Assata Shakur (1947–2025): Stachel im Unrechtssystem
Assata Shakur verstarb vor einer Woche, am 25. September 2025, in Havanna, wo sie seit 1984 als politische Geflüchtete gelebt hatte – doch das FBI führt sie unter ihrem bürgerlichen Namen Joanne Deborah Chesimard online noch immer als «most wanted terrorist». Verfolgt bis über den Tod hinaus. Für ihr kurzes Engagement 1971 in den Sozialhilfeprogrammen der Black Panther Party in New York; für ihre Verbindungen zur Black Liberation Army, die den strukturellen Rassismus mit Waffengewalt niederringen wollte; für eine Reihe von Raubüberfällen, die ihr das FBI über eine Desinformationskampagne in den Medien unterschob, auch wenn ihre Beteiligung an den meisten davon später nicht nachgewiesen werden konnte; und schliesslich für den Mord an einem Polizisten 1973, den sie nicht begangen hat (weil sie nachweislich nicht geschossen hat).
Dass eine linke Schwarze Feministin in den USA seit über fünfzig Jahren von Regierungen wechselnder Couleur immer wieder neu und mit wachsendem Eifer als Terroristin gebrandmarkt wurde: Es erzählt viel über die tief verankerten und weit zurückreichenden Wurzeln rassistischer wie auch sexistischer Strukturen. Und Assata Shakur hat diese schonungslos offengelegt, nicht zuletzt in ihrer 1987 veröffentlichten Autobiografie. Darin beschreibt sie das US-Justizsystem als eigentliches Unrechtssystem: wie sie und ihre Kollegen an jenem verhängnisvollen 2. Mai 1973 von der Polizei unter dem Vorwand eines defekten Rücklichts angehalten und mit gezückten Waffen bedroht wurden; wie sie über Jahre in einem Männergefängnis in Isolationshaft steckte und bis in intimste Verrichtungen überwacht wurde. Sie berichtet von ärztlichen Übergriffen und davon, wie ihr als Schwangerer medizinische Versorgung verweigert, sie zwischenzeitlich in ein so abgelegenes Hochsicherheitsgefängnis verlegt wurde, dass ihre Mutter sie mit der kleinen Tochter nicht besuchen konnte.

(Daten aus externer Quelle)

use serde::{Deserialize, Serialize};

/// Geographic coordinate in decimal degrees
#[derive(Debug, Clone, Copy, PartialEq, Serialize, Deserialize)]
pub struct Coordinate {
    pub lat: f64,
    pub lng: f64,
}

impl Coordinate {
    pub fn new(lat: f64, lng: f64) -> Self {
        Self { lat, lng }
    }

    /// Helper to check the coordinate is within WGS84 ranges
    pub fn is_valid(&self) -> bool {
        (-90.0..=90.0).contains(&self.lat) && (-180.0..=180.0).contains(&self.lng)
    }
}

/// A delivery destination to be visited on a route
#[derive(Debug, Clone, Serialize, Deserialize)]
pub struct Stop {
    pub id: String,
    pub address: String,
    pub coordinate: Coordinate,
    #[serde(rename = "arrivalWindow", default)]
    pub arrival_window: Option<ArrivalWindow>,
}

/// Optional arrival-window metadata attached to a stop
#[derive(Debug, Clone, Copy, Serialize, Deserialize)]
pub struct ArrivalWindow {
    #[serde(rename = "opensAt")]
    pub opens_at: chrono::DateTime<chrono::Utc>,
    #[serde(rename = "closesAt")]
    pub closes_at: chrono::DateTime<chrono::Utc>,
}

/// A stop with its assigned position and estimated arrival, produced by sequencing
#[derive(Debug, Clone, Serialize, Deserialize)]
pub struct SequencedStop {
    #[serde(flatten)]
    pub stop: Stop,
    /// 1-based visiting position
    pub position: usize,
    #[serde(rename = "etaMinutes")]
    pub eta_minutes: f64,
}

/// An ordered route with its derived metrics
#[derive(Debug, Clone, Serialize, Deserialize)]
pub struct PlannedRoute {
    pub origin: Coordinate,
    pub stops: Vec<SequencedStop>,
    #[serde(rename = "includeReturnToOrigin")]
    pub include_return: bool,
    pub metrics: RouteMetrics,
}

impl PlannedRoute {
    /// Empty route for a plan request with no stops — distinguishable from
    /// "no route computed yet" on the consumer side
    pub fn empty(origin: Coordinate, include_return: bool) -> Self {
        Self {
            origin,
            stops: Vec::new(),
            include_return,
            metrics: RouteMetrics::default(),
        }
    }
}

/// Aggregate travel metrics, recomputed whenever the route changes
#[derive(Debug, Clone, Default, Serialize, Deserialize)]
pub struct RouteMetrics {
    #[serde(rename = "totalDistanceKm")]
    pub total_distance_km: f64,
    #[serde(rename = "totalTimeMin")]
    pub total_time_min: f64,
    #[serde(rename = "fuelLiters")]
    pub fuel_liters: f64,
    #[serde(rename = "estimatedCost")]
    pub estimated_cost: f64,
    #[serde(rename = "perStopEtaMin")]
    pub per_stop_eta_min: Vec<f64>,
}

/// A monitored geographic zone
#[derive(Debug, Clone, Serialize, Deserialize)]
pub struct Zone {
    pub id: String,
    pub name: String,
    #[serde(flatten)]
    pub geometry: ZoneGeometry,
}

/// Zone geometry — the variant guarantees the data its kind needs is present
#[derive(Debug, Clone, Serialize, Deserialize)]
#[serde(tag = "kind", rename_all = "UPPERCASE")]
pub enum ZoneGeometry {
    Circle {
        center: Coordinate,
        #[serde(rename = "radiusKm")]
        radius_km: f64,
    },
    Polygon {
        vertices: Vec<Coordinate>,
    },
}

/// Zone entry/exit transition
#[derive(Debug, Clone, Copy, PartialEq, Eq, Hash, Serialize, Deserialize)]
#[serde(rename_all = "UPPERCASE")]
pub enum TransitionKind {
    Enter,
    Exit,
}

/// Emitted when a driver crosses a zone boundary
#[derive(Debug, Clone, Serialize, Deserialize)]
pub struct GeofenceEvent {
    pub kind: TransitionKind,
    #[serde(rename = "zoneId")]
    pub zone_id: String,
    pub timestamp: chrono::DateTime<chrono::Utc>,
}

/// Result of processing one position sample
#[derive(Debug, Clone, Serialize, Deserialize)]
pub struct SampleOutcome {
    #[serde(rename = "activeZones")]
    pub active_zones: Vec<String>,
    pub events: Vec<GeofenceEvent>,
}

impl SampleOutcome {
    pub fn empty() -> Self {
        Self {
            active_zones: Vec::new(),
            events: Vec::new(),
        }
    }
}

/// Recognition lifecycle of a scanned item
#[derive(Debug, Clone, Copy, PartialEq, Eq, Serialize, Deserialize)]
#[serde(rename_all = "UPPERCASE")]
pub enum ScanStatus {
    Pending,
    Processing,
    Ready,
    Error,
}

impl Default for ScanStatus {
    // Items posted to the sorter have already been through recognition
    fn default() -> Self {
        ScanStatus::Ready
    }
}

/// Text fields extracted by the recognition pipeline — any field may be absent
#[derive(Debug, Clone, Default, Serialize, Deserialize)]
pub struct RecognizedFields {
    #[serde(rename = "orderCode", default)]
    pub order_code: Option<String>,
    #[serde(rename = "shipmentCode", default)]
    pub shipment_code: Option<String>,
    #[serde(rename = "subRouteCode", default)]
    pub sub_route_code: Option<String>,
    #[serde(rename = "postalCode", default)]
    pub postal_code: Option<String>,
    #[serde(default)]
    pub recipient: Option<String>,
    #[serde(default)]
    pub address: Option<String>,
}

/// A scanned box or invoice with its recognized text fields
#[derive(Debug, Clone, Serialize, Deserialize)]
pub struct ScanItem {
    pub id: String,
    #[serde(rename = "recognizedFields", default)]
    pub recognized_fields: RecognizedFields,
    #[serde(default)]
    pub status: ScanStatus,
}

impl ScanItem {
    /// Helper to check the item finished recognition and can be matched
    pub fn ready(&self) -> bool {
        self.status == ScanStatus::Ready
    }
}

/// A box/invoice pairing produced by the sort matcher
#[derive(Debug, Clone, Serialize, Deserialize)]
pub struct MatchedPair {
    pub id: uuid::Uuid,
    #[serde(rename = "box")]
    pub box_item: ScanItem,
    pub invoice: ScanItem,
    #[serde(rename = "matchScore")]
    pub match_score: u32,
    #[serde(rename = "matchedBy")]
    pub matched_by: Vec<String>,
    #[serde(rename = "visualTag")]
    pub visual_tag: String,
    #[serde(rename = "tagColor")]
    pub tag_color: String,
}

/// Complete result of a sort session — every input item appears in exactly
/// one of the three lists
#[derive(Debug, Clone, Serialize, Deserialize)]
pub struct SortOutcome {
    pub pairs: Vec<MatchedPair>,
    #[serde(rename = "unmatchedBoxes")]
    pub unmatched_boxes: Vec<ScanItem>,
    #[serde(rename = "unmatchedInvoices")]
    pub unmatched_invoices: Vec<ScanItem>,
}

/// Geospatial bounding box
#[derive(Debug, Clone, Copy)]
pub struct BoundingBox {
    pub min_lat: f64,
    pub max_lat: f64,
    pub min_lng: f64,
    pub max_lng: f64,
}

Es sind Abläufe und Routinen, die sich weitgehend unverändert bis heute wiederholen. Dass sich Assata Shakur unermüdlich dagegen wehrte, machte sie, zusammen mit Angela Davis, zur Ikone der Abolitionsbewegung – und ihren Tod zum Stachel im Fleisch des aktuellen Präsidenten, der seit seiner ersten Amtszeit vergeblich ihre sofortige Auslieferung von Kuba gefordert hatte.